Lines that contain "range": how many are there in the listing below? Answer with a number and nothing more.

-*-*-

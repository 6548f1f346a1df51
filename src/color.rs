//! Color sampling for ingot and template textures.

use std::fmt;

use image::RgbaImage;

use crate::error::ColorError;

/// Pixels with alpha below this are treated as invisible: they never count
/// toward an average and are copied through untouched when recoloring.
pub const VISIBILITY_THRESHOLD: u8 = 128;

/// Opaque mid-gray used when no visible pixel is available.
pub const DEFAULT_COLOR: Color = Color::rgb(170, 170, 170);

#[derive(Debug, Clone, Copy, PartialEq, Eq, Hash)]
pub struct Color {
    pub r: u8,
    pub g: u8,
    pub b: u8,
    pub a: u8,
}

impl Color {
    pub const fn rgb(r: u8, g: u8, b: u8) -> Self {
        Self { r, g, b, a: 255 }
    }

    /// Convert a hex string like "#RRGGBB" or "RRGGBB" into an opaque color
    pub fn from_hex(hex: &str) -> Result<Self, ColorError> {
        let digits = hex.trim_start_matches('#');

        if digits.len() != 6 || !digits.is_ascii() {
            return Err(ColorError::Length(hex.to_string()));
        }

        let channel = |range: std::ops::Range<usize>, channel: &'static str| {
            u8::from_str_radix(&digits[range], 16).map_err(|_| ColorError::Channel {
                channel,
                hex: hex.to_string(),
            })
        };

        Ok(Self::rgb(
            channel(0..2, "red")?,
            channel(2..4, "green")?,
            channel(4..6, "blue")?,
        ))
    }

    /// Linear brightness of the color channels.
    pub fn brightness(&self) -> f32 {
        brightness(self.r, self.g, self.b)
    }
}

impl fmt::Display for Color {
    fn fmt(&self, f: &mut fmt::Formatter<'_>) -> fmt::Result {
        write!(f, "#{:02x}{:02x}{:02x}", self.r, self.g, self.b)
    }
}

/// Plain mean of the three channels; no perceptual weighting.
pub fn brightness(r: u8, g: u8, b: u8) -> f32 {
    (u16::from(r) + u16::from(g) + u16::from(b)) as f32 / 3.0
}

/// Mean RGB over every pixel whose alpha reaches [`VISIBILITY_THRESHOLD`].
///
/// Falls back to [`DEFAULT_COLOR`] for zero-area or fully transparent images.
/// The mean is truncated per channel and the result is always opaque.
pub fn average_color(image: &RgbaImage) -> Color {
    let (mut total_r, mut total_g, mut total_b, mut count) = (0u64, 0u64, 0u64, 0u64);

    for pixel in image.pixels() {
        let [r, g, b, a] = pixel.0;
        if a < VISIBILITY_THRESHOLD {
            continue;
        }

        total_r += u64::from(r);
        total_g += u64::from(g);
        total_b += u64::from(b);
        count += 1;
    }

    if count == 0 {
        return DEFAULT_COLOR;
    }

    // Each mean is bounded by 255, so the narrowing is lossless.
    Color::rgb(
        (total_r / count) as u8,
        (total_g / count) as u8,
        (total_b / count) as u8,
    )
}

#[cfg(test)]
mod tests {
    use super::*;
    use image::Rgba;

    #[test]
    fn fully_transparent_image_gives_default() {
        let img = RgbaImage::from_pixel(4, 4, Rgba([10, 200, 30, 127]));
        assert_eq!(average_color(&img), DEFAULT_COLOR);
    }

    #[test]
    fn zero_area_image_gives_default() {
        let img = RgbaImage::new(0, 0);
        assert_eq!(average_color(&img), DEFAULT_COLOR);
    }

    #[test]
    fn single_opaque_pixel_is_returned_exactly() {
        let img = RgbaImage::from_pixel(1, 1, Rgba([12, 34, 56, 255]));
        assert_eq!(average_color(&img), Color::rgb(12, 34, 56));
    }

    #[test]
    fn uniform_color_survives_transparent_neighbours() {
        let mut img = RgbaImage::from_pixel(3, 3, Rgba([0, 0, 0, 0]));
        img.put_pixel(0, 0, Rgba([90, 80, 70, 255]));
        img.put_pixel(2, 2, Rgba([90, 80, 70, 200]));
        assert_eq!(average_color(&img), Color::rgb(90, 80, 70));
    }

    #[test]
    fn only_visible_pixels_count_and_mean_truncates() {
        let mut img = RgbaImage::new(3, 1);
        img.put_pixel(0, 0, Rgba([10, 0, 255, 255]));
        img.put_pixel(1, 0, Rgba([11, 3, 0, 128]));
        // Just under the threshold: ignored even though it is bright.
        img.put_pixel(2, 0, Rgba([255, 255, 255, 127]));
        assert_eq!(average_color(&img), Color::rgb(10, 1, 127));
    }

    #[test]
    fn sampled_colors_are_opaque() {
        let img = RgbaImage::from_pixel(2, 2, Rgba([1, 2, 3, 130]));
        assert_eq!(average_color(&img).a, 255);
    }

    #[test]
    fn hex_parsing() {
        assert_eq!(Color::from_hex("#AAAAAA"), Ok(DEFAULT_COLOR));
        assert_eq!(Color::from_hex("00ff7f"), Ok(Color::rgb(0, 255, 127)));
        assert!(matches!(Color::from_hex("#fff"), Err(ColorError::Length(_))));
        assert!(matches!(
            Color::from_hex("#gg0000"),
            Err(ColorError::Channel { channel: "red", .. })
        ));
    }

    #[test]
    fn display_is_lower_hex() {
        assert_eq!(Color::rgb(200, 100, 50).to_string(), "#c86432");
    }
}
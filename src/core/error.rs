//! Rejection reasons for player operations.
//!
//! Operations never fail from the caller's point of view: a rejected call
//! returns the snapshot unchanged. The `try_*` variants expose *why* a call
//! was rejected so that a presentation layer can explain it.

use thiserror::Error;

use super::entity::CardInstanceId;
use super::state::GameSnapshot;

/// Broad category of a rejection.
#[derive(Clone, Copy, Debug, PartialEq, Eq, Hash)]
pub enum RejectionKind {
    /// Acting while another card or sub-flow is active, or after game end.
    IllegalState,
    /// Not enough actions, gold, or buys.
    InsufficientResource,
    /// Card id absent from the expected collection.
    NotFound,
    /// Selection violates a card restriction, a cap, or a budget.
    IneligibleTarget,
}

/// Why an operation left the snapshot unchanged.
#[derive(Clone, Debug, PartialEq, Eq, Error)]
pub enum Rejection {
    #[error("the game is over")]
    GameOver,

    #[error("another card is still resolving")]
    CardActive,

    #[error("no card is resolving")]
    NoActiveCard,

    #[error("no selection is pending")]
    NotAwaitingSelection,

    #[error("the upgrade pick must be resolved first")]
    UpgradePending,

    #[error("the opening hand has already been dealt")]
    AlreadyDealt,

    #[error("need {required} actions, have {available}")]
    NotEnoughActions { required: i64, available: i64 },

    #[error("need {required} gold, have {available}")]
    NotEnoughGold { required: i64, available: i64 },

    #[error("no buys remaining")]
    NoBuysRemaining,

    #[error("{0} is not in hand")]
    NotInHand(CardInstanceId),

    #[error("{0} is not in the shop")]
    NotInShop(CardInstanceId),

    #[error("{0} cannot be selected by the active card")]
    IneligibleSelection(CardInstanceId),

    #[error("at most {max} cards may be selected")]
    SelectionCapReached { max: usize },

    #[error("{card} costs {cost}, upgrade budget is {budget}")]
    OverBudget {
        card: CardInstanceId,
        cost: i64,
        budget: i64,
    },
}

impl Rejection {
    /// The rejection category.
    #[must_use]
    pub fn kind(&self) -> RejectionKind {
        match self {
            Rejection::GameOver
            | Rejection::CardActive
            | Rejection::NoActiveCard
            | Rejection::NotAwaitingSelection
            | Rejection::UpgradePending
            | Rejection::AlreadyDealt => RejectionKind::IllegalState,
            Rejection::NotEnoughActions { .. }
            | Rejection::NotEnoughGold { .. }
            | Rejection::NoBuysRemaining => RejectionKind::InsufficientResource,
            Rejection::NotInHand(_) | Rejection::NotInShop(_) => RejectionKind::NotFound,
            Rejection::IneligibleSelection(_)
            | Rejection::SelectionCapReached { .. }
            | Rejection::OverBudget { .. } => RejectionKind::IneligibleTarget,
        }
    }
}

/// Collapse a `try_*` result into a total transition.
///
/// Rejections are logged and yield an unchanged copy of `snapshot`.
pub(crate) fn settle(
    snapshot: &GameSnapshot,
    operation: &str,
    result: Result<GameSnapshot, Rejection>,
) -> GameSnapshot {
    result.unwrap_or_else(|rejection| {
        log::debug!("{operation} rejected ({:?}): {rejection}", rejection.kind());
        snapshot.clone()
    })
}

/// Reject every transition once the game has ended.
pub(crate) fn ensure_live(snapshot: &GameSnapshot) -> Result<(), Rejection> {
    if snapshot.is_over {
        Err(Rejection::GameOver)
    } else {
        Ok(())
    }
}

-*-*-

### Completed task
2